Handball:Böse, stabile Jungs

Handball: Spagat im Stehen: Torwart Andreas Wolff besitzt bekanntlich viele Fähigkeiten - Polens Karol Bielecki kann sich in dieser Szene ein Bild von diesen machen.

Spagat im Stehen: Torwart Andreas Wolff besitzt bekanntlich viele Fähigkeiten - Polens Karol Bielecki kann sich in dieser Szene ein Bild von diesen machen.

(Foto: Franck Fife/AFP)

Das deutsche Team zeigt, dass es sich auf hohem Niveau festgesetzt hat - nun steht die Bewährungsprobe gegen Brasilien an.

Von Maik Rosner

Aus Bob Hanning sprach später eine unverkennbare Zuversicht, auch wenn seine Worte eher kritisch klangen. Weitreichende Prognosen vermied der Vizepräsident Leistungssport des Deutschen Handball-Bundes (DHB) zwar, und doch gingen seine Einlassungen schon deutlich über das dritte Gruppenspiel des olympischen Turniers an diesem Donnerstag (21.40 Uhr MESZ) gegen Gastgeber Brasilien hinaus. "Wir müssen in der Abwehr noch deutlich zulegen", sagte Hanning streng, "wir haben Potenzial, aber das werden wir auch brauchen, wenn wir weit kommen wollen."
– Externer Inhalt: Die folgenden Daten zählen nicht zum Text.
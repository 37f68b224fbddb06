//! Template and generics tag extraction.
//!
//! This submodule handles `@template` (including `-covariant` /
//! `-contravariant` variants and `of` bounds) and the `@extends` /
//! `@implements` / `@use` generic binding tags.

use super::types::{doc_lines, split_params, split_type_token};

/// A raw `@template` declaration.
#[derive(Debug, Clone, PartialEq, Eq)]
pub struct TemplateTag {
    pub name: String,
    /// Raw bound from `@template T of Bound`.
    pub bound: Option<String>,
}

/// Extract template parameters from `@template` tags.
///
/// Handles the common PHPStan / Psalm variants:
///   - `@template T`
///   - `@template TKey of array-key`
///   - `@template-covariant TValue`
///   - `@psalm-template T`, `@phpstan-template T`
pub fn extract_template_params(docblock: &str) -> Vec<TemplateTag> {
    let mut results: Vec<TemplateTag> = Vec::new();

    for line in doc_lines(docblock) {
        let rest = line
            .strip_prefix("@phpstan-template")
            .or_else(|| line.strip_prefix("@psalm-template"))
            .or_else(|| line.strip_prefix("@template"));
        let Some(rest) = rest else {
            continue;
        };
        let rest = rest
            .strip_prefix("-covariant")
            .or_else(|| rest.strip_prefix("-contravariant"))
            .unwrap_or(rest);
        if !rest.starts_with(char::is_whitespace) {
            continue;
        }

        let mut tokens = rest.split_whitespace();
        let Some(name) = tokens.next() else {
            continue;
        };
        // Template names are identifiers.
        if !name
            .chars()
            .next()
            .is_some_and(|c| c.is_ascii_alphabetic() || c == '_')
        {
            continue;
        }
        if results.iter().any(|t| t.name == name) {
            continue;
        }

        let bound = match tokens.next() {
            Some("of" | "as") => {
                let after_keyword = rest
                    .trim_start()
                    .get(name.len()..)
                    .unwrap_or("")
                    .trim_start()
                    .get(2..)
                    .unwrap_or("")
                    .trim_start();
                let (bound, _) = split_type_token(after_keyword);
                (!bound.is_empty()).then(|| bound.to_string())
            }
            _ => None,
        };

        results.push(TemplateTag {
            name: name.to_string(),
            bound,
        });
    }

    results
}

/// Extract generic type arguments from `@extends`, `@implements` or `@use`
/// tags (and their `@phpstan-` / `@psalm-` prefixed variants).
///
/// For example, given `@extends Collection<int, Language>`, returns
/// `[("Collection", ["int", "Language"])]`.  A tag without `<…>` carries
/// no bindings and is skipped.
pub fn extract_generics_tag(docblock: &str, tag: &str) -> Vec<(String, Vec<String>)> {
    let bare_tag = tag.strip_prefix('@').unwrap_or(tag);
    let phpstan_tag = format!("@phpstan-{bare_tag}");
    let psalm_tag = format!("@psalm-{bare_tag}");
    // `@template-extends` is the older Psalm spelling.
    let template_tag = format!("@template-{bare_tag}");

    let mut results = Vec::new();

    for line in doc_lines(docblock) {
        let rest = [phpstan_tag.as_str(), psalm_tag.as_str(), template_tag.as_str(), tag]
            .iter()
            .find_map(|t| line.strip_prefix(t));
        let Some(rest) = rest.filter(|r| r.starts_with(char::is_whitespace)) else {
            continue;
        };

        let (type_token, _remainder) = split_type_token(rest.trim_start());
        let Some(angle_pos) = type_token.find('<') else {
            continue;
        };
        let base_name = type_token[..angle_pos].trim();
        let base_name = base_name.strip_prefix('\\').unwrap_or(base_name);
        if base_name.is_empty() {
            continue;
        }

        let inner = &type_token[angle_pos + 1..];
        let inner = inner.strip_suffix('>').unwrap_or(inner).trim();
        let args: Vec<String> = split_params(inner).into_iter().map(str::to_string).collect();
        if !args.is_empty() {
            results.push((base_name.to_string(), args));
        }
    }

    results
}

#[cfg(test)]
mod tests {
    use super::*;

    #[test]
    fn templates_with_bounds() {
        let doc = "/**\n * @template TKey of array-key\n * @template-covariant TValue\n * @template TModel of \\App\\Model\n */";
        let templates = extract_template_params(doc);
        assert_eq!(templates.len(), 3);
        assert_eq!(templates[0].bound.as_deref(), Some("array-key"));
        assert_eq!(templates[1].name, "TValue");
        assert_eq!(templates[1].bound, None);
        assert_eq!(templates[2].bound.as_deref(), Some("\\App\\Model"));
    }

    #[test]
    fn generics_tag_with_nesting() {
        let doc = "/**\n * @extends Base<array<int, string>, User>\n * @phpstan-implements \\ArrayAccess<int, User>\n */";
        assert_eq!(
            extract_generics_tag(doc, "@extends"),
            vec![("Base".to_string(), vec!["array<int, string>".to_string(), "User".to_string()])]
        );
        assert_eq!(
            extract_generics_tag(doc, "@implements"),
            vec![("ArrayAccess".to_string(), vec!["int".to_string(), "User".to_string()])]
        );
    }

    #[test]
    fn extends_without_arguments_is_skipped() {
        assert!(extract_generics_tag("/** @extends Base */", "@extends").is_empty());
    }
}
Weit kommen, das ist der Anspruch der deutschen Nationalmannschaft, und nach dem 32:29 (16:14) gegen Polen im zweiten Gruppenspiel am Dienstag fand es Hanning offenbar an der Zeit, diesen Anspruch noch einmal klar zu formulieren. Das Minimalziel Viertelfinale war vor der Reise nach Rio benannt worden, doch natürlich hoffen sie auch beim DHB auf mehr. Das gilt nun umso mehr, und die Mannschaft scheint bereit zu sein, den eingeschlagenen Weg fortsetzen zu können.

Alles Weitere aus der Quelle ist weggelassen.